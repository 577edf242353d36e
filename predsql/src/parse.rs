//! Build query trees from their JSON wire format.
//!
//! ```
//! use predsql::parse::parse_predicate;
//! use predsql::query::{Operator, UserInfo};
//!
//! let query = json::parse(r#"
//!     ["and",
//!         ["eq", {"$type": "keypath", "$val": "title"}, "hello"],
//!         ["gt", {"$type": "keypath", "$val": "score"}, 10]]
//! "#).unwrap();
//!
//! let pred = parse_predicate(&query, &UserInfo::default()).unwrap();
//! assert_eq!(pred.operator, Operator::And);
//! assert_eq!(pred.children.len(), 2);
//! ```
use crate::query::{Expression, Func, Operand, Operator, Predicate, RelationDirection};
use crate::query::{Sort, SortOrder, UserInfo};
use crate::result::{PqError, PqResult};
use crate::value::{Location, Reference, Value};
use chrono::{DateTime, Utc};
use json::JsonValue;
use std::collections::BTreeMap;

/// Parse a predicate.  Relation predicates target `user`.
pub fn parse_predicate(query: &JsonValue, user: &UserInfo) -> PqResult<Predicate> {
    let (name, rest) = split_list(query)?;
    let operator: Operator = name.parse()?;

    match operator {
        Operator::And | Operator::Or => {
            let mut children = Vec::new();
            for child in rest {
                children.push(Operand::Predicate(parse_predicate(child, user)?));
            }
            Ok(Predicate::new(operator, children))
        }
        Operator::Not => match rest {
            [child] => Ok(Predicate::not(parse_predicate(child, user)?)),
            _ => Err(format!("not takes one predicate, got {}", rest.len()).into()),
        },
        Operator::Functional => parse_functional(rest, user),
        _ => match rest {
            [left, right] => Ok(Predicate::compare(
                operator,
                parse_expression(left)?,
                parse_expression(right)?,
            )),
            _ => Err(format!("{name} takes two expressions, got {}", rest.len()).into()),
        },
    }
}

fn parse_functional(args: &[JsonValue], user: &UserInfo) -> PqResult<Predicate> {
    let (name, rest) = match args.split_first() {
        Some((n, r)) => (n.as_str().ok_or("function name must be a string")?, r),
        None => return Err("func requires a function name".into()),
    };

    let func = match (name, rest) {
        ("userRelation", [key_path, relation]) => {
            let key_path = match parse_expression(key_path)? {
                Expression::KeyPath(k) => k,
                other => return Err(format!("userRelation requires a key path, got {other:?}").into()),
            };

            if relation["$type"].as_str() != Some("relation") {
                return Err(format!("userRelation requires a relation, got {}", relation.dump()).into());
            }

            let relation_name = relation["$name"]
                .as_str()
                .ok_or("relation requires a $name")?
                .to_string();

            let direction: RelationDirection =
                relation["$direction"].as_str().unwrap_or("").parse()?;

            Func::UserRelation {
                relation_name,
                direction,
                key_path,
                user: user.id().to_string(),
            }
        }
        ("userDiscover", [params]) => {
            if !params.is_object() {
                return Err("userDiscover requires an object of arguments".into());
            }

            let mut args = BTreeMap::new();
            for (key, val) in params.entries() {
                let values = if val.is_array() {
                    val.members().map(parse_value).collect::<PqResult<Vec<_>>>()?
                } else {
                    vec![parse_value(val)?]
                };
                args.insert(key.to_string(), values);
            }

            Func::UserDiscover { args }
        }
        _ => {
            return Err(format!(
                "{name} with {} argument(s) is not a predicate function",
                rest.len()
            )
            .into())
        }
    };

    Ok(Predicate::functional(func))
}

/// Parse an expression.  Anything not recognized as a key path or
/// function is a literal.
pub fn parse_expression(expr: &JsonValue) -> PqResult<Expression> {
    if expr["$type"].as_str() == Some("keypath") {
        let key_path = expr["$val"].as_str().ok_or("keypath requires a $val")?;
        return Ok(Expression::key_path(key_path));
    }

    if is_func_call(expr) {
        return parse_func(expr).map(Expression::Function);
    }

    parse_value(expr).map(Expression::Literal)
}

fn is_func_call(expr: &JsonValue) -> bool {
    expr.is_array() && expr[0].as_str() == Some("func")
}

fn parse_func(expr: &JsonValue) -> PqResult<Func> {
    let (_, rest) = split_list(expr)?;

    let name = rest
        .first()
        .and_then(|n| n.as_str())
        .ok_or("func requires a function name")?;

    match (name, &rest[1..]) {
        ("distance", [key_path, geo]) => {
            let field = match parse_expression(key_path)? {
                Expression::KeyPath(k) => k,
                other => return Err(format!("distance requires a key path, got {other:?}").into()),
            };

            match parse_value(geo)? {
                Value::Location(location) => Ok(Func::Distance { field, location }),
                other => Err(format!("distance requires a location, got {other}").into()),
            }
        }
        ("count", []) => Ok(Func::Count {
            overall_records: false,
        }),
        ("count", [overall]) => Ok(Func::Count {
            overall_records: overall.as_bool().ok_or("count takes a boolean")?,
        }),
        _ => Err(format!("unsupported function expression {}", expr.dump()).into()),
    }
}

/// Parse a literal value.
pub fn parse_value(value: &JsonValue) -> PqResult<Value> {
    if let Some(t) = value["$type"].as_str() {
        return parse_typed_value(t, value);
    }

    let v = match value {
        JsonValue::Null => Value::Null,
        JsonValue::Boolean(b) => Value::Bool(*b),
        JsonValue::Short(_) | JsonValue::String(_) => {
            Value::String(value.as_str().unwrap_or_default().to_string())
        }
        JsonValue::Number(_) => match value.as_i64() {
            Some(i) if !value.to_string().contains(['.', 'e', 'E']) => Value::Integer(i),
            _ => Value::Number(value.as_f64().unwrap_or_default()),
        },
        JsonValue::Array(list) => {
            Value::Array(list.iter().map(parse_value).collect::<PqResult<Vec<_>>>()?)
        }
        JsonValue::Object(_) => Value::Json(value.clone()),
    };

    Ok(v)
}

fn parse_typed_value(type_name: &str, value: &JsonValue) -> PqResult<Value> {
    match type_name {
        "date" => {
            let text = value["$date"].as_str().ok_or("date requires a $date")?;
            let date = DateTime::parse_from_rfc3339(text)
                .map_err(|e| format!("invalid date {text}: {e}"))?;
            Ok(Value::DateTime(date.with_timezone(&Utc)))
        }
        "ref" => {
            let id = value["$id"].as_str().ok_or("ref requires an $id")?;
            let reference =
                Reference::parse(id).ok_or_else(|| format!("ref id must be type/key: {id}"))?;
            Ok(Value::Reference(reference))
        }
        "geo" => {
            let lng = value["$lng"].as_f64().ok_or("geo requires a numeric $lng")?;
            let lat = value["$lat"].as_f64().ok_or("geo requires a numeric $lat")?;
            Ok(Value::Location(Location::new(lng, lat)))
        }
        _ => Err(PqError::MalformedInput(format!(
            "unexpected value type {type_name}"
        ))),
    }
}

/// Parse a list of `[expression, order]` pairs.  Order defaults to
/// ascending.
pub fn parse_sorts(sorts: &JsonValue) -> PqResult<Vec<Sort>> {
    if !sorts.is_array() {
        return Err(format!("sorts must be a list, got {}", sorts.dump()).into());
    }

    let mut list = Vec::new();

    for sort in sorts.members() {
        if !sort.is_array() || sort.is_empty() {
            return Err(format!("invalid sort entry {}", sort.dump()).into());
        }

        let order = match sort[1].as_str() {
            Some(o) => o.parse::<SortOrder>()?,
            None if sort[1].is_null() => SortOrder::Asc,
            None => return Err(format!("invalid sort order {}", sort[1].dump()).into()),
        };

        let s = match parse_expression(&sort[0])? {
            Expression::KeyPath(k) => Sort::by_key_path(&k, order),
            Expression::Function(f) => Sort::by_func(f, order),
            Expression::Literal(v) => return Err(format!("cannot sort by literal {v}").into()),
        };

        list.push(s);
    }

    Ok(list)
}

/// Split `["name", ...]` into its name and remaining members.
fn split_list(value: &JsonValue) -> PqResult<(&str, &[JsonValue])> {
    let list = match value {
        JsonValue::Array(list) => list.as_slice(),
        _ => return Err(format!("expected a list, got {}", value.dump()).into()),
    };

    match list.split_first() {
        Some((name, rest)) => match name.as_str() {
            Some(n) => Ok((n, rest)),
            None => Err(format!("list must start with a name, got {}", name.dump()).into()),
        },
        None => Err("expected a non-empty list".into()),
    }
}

▶ [Instructions to follow]
Where in the records above does the word "params" appear? Copy each line that holds it.

▶ [Worked solution]
        ("userDiscover", [params]) => {
            if !params.is_object() {
            for (key, val) in params.entries() {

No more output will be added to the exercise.